Fragile financial health of state utilities, uncertainty of fuel availability, capped regulatory returns on equity coupled with delays in land, forest and environmental clearances which lead to cost escalation, are also impacting FDI (Foreign Direct Investment) into the sector.
The share of power sector in FDI as compared to other sectors is quite low, inspite of the fact that 100 per cent foreign equity is permitted in generation, transmission, distribution and trading.
During April 2000 - March 2012 period, power sector attracted FDI equity inflow of just about four per cent, according to the report. At the same time, service sector attracted 19 per cent FDI inflows.
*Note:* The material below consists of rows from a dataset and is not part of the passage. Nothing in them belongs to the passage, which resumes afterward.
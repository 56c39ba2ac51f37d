//! Loading the instrument master list into a reference table.
//!
//! Row handling is best-effort: a malformed row is counted and skipped, never
//! fatal. A failed fetch or an undecodable document fails the whole load,
//! which [`ReferenceLoader::load_into`] turns into an empty table.

use crate::error::{InstrumentError, InstrumentResult};
use crate::resolver::InstrumentResolver;
use crate::source::{
    FileReferenceSource, HttpReferenceSource, ReferenceDocument, ReferenceFormat, ReferenceSource,
};
use crate::table::{ReferenceTable, ReferenceTableBuilder};
use config::LiveConfig;
use flate2::read::GzDecoder;
use std::collections::HashMap;
use std::io::Read;
use std::sync::Arc;
use std::time::Duration;
use tracing::{debug, error, info, warn};

/// Column holding the instrument key in the master CSV.
const KEY_COLUMN: usize = 0;
/// Column holding the trading symbol in the master CSV.
const SYMBOL_COLUMN: usize = 2;

/// Outcome of a successful load.
#[derive(Debug, Clone, Copy, PartialEq, Eq, Default)]
pub struct LoadReport {
    /// Rows that produced a mapping.
    pub rows: usize,
    /// Rows skipped as malformed.
    pub skipped: usize,
    /// Index aliases injected after the primary rows.
    pub aliases: usize,
}

/// Fetches the master list from a [`ReferenceSource`] and builds the table.
pub struct ReferenceLoader {
    source: Arc<dyn ReferenceSource>,
}

impl ReferenceLoader {
    pub fn new(source: Arc<dyn ReferenceSource>) -> Self {
        Self { source }
    }

    /// Build a loader from the live provider settings.
    ///
    /// A non-empty `reference_path` wins over `reference_url`.
    pub fn from_config(config: &LiveConfig) -> InstrumentResult<Self> {
        let source: Arc<dyn ReferenceSource> = match config.reference_path.as_deref() {
            Some(path) if !path.trim().is_empty() => Arc::new(FileReferenceSource::new(path)),
            _ => Arc::new(HttpReferenceSource::new(
                config.reference_url.clone(),
                Duration::from_secs(config.timeout_seconds),
                &config.user_agent,
            )?),
        };

        Ok(Self::new(source))
    }

    /// Where the loader reads from.
    pub fn describe(&self) -> String {
        self.source.describe()
    }

    /// Fetch and decode the document into a fresh table, aliases included.
    pub async fn load(&self) -> InstrumentResult<(ReferenceTable, LoadReport)> {
        let document = self.source.fetch().await?;
        debug!(
            source = %self.source.describe(),
            format = ?document.format,
            bytes = document.bytes.len(),
            "Reference document fetched"
        );
        parse_document(&document)
    }

    /// Load and publish into `resolver`, returning the number of symbols now known.
    ///
    /// On failure the error is logged once, the resolver gets an empty table,
    /// and `0` is returned. The process keeps running without reference data.
    pub async fn load_into(&self, resolver: &InstrumentResolver) -> usize {
        match self.load().await {
            Ok((table, report)) => {
                if report.skipped > 0 {
                    warn!(skipped = report.skipped, "Skipped malformed reference rows");
                }
                info!(
                    source = %self.source.describe(),
                    rows = report.rows,
                    aliases = report.aliases,
                    "Reference table loaded"
                );
                resolver.replace(table)
            }
            Err(e) => {
                error!(
                    source = %self.source.describe(),
                    error = %e,
                    "Failed to load reference table, continuing with an empty table"
                );
                resolver.replace(ReferenceTable::empty());
                0
            }
        }
    }
}

/// Decode a reference document into a table and inject the index aliases.
pub fn parse_document(document: &ReferenceDocument) -> InstrumentResult<(ReferenceTable, LoadReport)> {
    let mut builder = ReferenceTable::builder();

    let (rows, skipped) = match document.format {
        ReferenceFormat::Csv => parse_csv(&document.bytes, &mut builder)?,
        ReferenceFormat::GzipCsv => {
            let csv = decompress(&document.bytes)?;
            parse_csv(&csv, &mut builder)?
        }
        ReferenceFormat::Json => parse_json(&document.bytes, &mut builder)?,
    };

    let aliases = builder.insert_index_aliases();

    Ok((
        builder.build(),
        LoadReport {
            rows,
            skipped,
            aliases,
        },
    ))
}

fn decompress(bytes: &[u8]) -> InstrumentResult<Vec<u8>> {
    let mut out = Vec::new();
    GzDecoder::new(bytes)
        .read_to_end(&mut out)
        .map_err(|e| InstrumentError::Decode(format!("gzip: {}", e)))?;
    Ok(out)
}

/// Returns `(rows, skipped)`.
fn parse_csv(bytes: &[u8], builder: &mut ReferenceTableBuilder) -> InstrumentResult<(usize, usize)> {
    let mut reader = csv::ReaderBuilder::new()
        .has_headers(true)
        .flexible(true)
        .from_reader(bytes);

    let headers = reader
        .headers()
        .map_err(|e| InstrumentError::Decode(format!("csv header: {}", e)))?;
    if headers.is_empty() {
        return Err(InstrumentError::Decode("csv header: document is empty".to_string()));
    }

    let mut rows = 0;
    let mut skipped = 0;

    for record in reader.records() {
        let record = match record {
            Ok(record) => record,
            Err(e) => {
                debug!(error = %e, "Skipping unreadable reference row");
                skipped += 1;
                continue;
            }
        };

        let key = record.get(KEY_COLUMN).map(str::trim).unwrap_or_default();
        let symbol = record.get(SYMBOL_COLUMN).map(str::trim).unwrap_or_default();

        if key.is_empty() || symbol.is_empty() {
            skipped += 1;
            continue;
        }

        builder.insert(symbol, key);
        rows += 1;
    }

    Ok((rows, skipped))
}

/// Returns `(rows, skipped)`. Non-string values are skipped.
fn parse_json(bytes: &[u8], builder: &mut ReferenceTableBuilder) -> InstrumentResult<(usize, usize)> {
    let map: HashMap<String, serde_json::Value> = serde_json::from_slice(bytes)?;

    let mut rows = 0;
    let mut skipped = 0;

    for (symbol, value) in map {
        match value.as_str() {
            Some(key) if !key.is_empty() && !symbol.is_empty() => {
                builder.insert(symbol, key);
                rows += 1;
            }
            _ => skipped += 1,
        }
    }

    Ok((rows, skipped))
}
From acute fuel scarcity to precarious financial health of distribution companies, a host of problems are impacting the Indian power sector, which is projected to add over 80,000 MW of new capacity in the 12th Five-Year Plan (2012-17).
"Inspite of various measures taken by the government, non availability of coal and gas in desired quantity would have an adverse impact on the overall performance of the (power) sector," the report said.
Other major concerns highlighted by NTPC include enhanced compensation for land acquisition in the proposed Land Acquisition Bill and availability of water for power plants.